Biotechnology will ''increase Uganda's GDP''

May 23, 2015

State minister Fred Omach believes that Uganda''s GDP can add 2% on the average annual 7% if biotechnology is embraced.


By Christopher Bendana

KAMPALA - Uganda’s economy will make economic strides when Uganda embraces biotechnology, says Fred Omach, the minister of state for general duties in the ministry of finance.

He believes that the country’s GDP can add another 2% on the average annual 7% if biotechnology, including genetic engineering, is embraced.

There are several businesses already using biotechnology from the traditional ones like beer companies to the modern ones like Agro-Genetic Laboratories and BioCrops engaged in tissue culture to produce banana plantlets.

Omach, who was opening the Uganda Biotechnology and Biosafety Consortium (UBBC) stakeholders’ conference at Serena Hotel in Kampala, said that the Biotechnology and Biosafety Bill – currently under review in parliament – would have been passed in 2004 at latest, since the country ratified the Cartagena Protocol in 2001.

The bill is intended to regulate research, development and promotion of biotechnology in the country.

UBBC is a coalition of scientists, policy makers, private sector leaders, and civil societies engaged in biotechnology.

Beatrice Anywar, Kigum woman MP (pictured below) and shadow minister for water and environment said the wind of technology was blowing and that the country needed to be prepared so as not to be left out.

She said the technology would help reduce the intensity of spraying using pesticides.
 


Plant breeders using genetic engineering have bred crop varieties that are resistant to pests and diseases hence the need for less pesticides.

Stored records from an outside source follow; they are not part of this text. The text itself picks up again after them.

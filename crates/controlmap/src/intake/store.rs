use std::collections::HashMap;
use std::sync::{Arc, RwLock, RwLockReadGuard, RwLockWriteGuard};

use crate::intake::{Configuration, Upload};

/// In-memory registry of uploads and configurations.
///
/// Entries are immutable, so readers get a shared `Arc` and never hold the
/// lock past the lookup.
#[derive(Default)]
pub struct IntakeStore {
    uploads: RwLock<HashMap<String, Arc<Upload>>>,
    configurations: RwLock<HashMap<String, Arc<Configuration>>>,
}

fn read<'a, T>(lock: &'a RwLock<T>, name: &str) -> RwLockReadGuard<'a, T> {
    match lock.read() {
        Ok(g) => g,
        Err(poisoned) => {
            log::warn!("Intake {} lock was poisoned, recovering", name);
            poisoned.into_inner()
        }
    }
}

fn write<'a, T>(lock: &'a RwLock<T>, name: &str) -> RwLockWriteGuard<'a, T> {
    match lock.write() {
        Ok(g) => g,
        Err(poisoned) => {
            log::warn!("Intake {} lock was poisoned, recovering", name);
            poisoned.into_inner()
        }
    }
}

impl IntakeStore {
    pub fn new() -> Self {
        Self::default()
    }

    pub fn insert_upload(&self, upload: Upload) -> Arc<Upload> {
        let upload = Arc::new(upload);
        write(&self.uploads, "upload").insert(upload.id.clone(), Arc::clone(&upload));
        upload
    }

    pub fn upload(&self, upload_id: &str) -> Option<Arc<Upload>> {
        read(&self.uploads, "upload").get(upload_id).cloned()
    }

    pub fn insert_configuration(&self, configuration: Configuration) -> Arc<Configuration> {
        let configuration = Arc::new(configuration);
        write(&self.configurations, "configuration")
            .insert(configuration.id.clone(), Arc::clone(&configuration));
        configuration
    }

    pub fn configuration(&self, configuration_id: &str) -> Option<Arc<Configuration>> {
        read(&self.configurations, "configuration")
            .get(configuration_id)
            .cloned()
    }

    pub fn upload_count(&self) -> usize {
        read(&self.uploads, "upload").len()
    }

    pub fn configuration_count(&self) -> usize {
        read(&self.configurations, "configuration").len()
    }
}

#[cfg(test)]
mod tests {
    use super::*;
    use crate::intake::{FieldMappings, FrameworkInfo};
    use crate::processor::DocumentFormat;
    use chrono::Utc;
    use std::path::PathBuf;

    fn upload(id: &str) -> Upload {
        Upload {
            id: id.to_string(),
            filename: "controls.txt".to_string(),
            file_type: DocumentFormat::Text,
            size_bytes: 8,
            content_type: "text/plain".to_string(),
            stored_path: PathBuf::from(format!("/tmp/{}.txt", id)),
            extracted_text: "controls".to_string(),
            preview: "controls".to_string(),
            created_at: Utc::now(),
        }
    }

    #[test]
    fn test_insert_and_get_upload() {
        let store = IntakeStore::new();
        store.insert_upload(upload("u1"));

        assert_eq!(store.upload("u1").unwrap().filename, "controls.txt");
        assert!(store.upload("missing").is_none());
        assert_eq!(store.upload_count(), 1);
    }

    #[test]
    fn test_insert_and_get_configuration() {
        let store = IntakeStore::new();
        let configuration = Configuration {
            id: "c1".to_string(),
            upload_id: "u1".to_string(),
            framework: FrameworkInfo {
                name: "CIS".to_string(),
                version: None,
                full_name: None,
                description: None,
            },
            providers: vec!["aws".to_string()],
            field_mappings: FieldMappings::default(),
            enable_subgroup: true,
            custom_instructions: None,
            created_at: Utc::now(),
        };
        store.insert_configuration(configuration);

        let fetched = store.configuration("c1").unwrap();
        assert_eq!(fetched.providers, vec!["aws"]);
        assert_eq!(store.configuration_count(), 1);
        assert!(store.configuration("c2").is_none());
    }
}
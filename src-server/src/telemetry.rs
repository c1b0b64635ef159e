//! Tracing subscriber setup.
//!
//! `RUST_LOG` controls filtering (default `info`). Set
//! `CONTROLMAP_LOG_FORMAT=json` for one JSON object per line. Records from
//! the `log` facade are forwarded into tracing.

use tracing_log::LogTracer;
use tracing_subscriber::layer::SubscriberExt;
use tracing_subscriber::{fmt, EnvFilter};

pub const LOG_FORMAT_ENV: &str = "CONTROLMAP_LOG_FORMAT";

const DEFAULT_FILTER: &str = "info,tower_http=info";

#[derive(Debug, Clone, Copy, PartialEq, Eq)]
pub enum LogFormat {
    Text,
    Json,
}

impl LogFormat {
    pub fn from_env() -> Self {
        match std::env::var(LOG_FORMAT_ENV) {
            Ok(value) if value.eq_ignore_ascii_case("json") => LogFormat::Json,
            _ => LogFormat::Text,
        }
    }
}

#[derive(Debug, thiserror::Error)]
pub enum TelemetryError {
    #[error("Failed to install log bridge: {0}")]
    LogBridge(#[from] log::SetLoggerError),

    #[error("Failed to install tracing subscriber: {0}")]
    Subscriber(#[from] tracing::subscriber::SetGlobalDefaultError),
}

/// Installs the global subscriber. Call once at startup.
pub fn init(format: LogFormat) -> Result<(), TelemetryError> {
    LogTracer::init()?;

    let filter = EnvFilter::try_from_default_env().unwrap_or_else(|_| EnvFilter::new(DEFAULT_FILTER));
    let (json, text) = match format {
        LogFormat::Json => (
            Some(fmt::layer().json().with_target(true).with_current_span(true)),
            None,
        ),
        LogFormat::Text => (None, Some(fmt::layer().with_target(true))),
    };

    let subscriber = tracing_subscriber::registry()
        .with(filter)
        .with(json)
        .with(text);
    tracing::subscriber::set_global_default(subscriber)?;
    Ok(())
}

She also called upon the president to champion the piece of legislation.

“This is a government bill, let the government own it in words and actions.”

Meanwhile, Samuel Opio, the secretary general of Pharmaceutical Society of Uganda, revealed huge opportunities to plant breeders in maize starch and eucalyptus trees.

“We import a lot of maize starch to use in the pharmaceutical industry from the United States as their maize has more starch content than the one here,” he said.

“There are opportunities to develop GM [genetically modified] varieties of such maize.”

Denis Kyetere, the executive director of the African Agricultural Technology Foundation based in Nairobi and a former director general of the National Agriculture organization, said that tomorrow’s world population can’t be feed using yesterday’s technology.

Uganda’s population is expected to reach 100 million by 2050, according to United Nations (UN).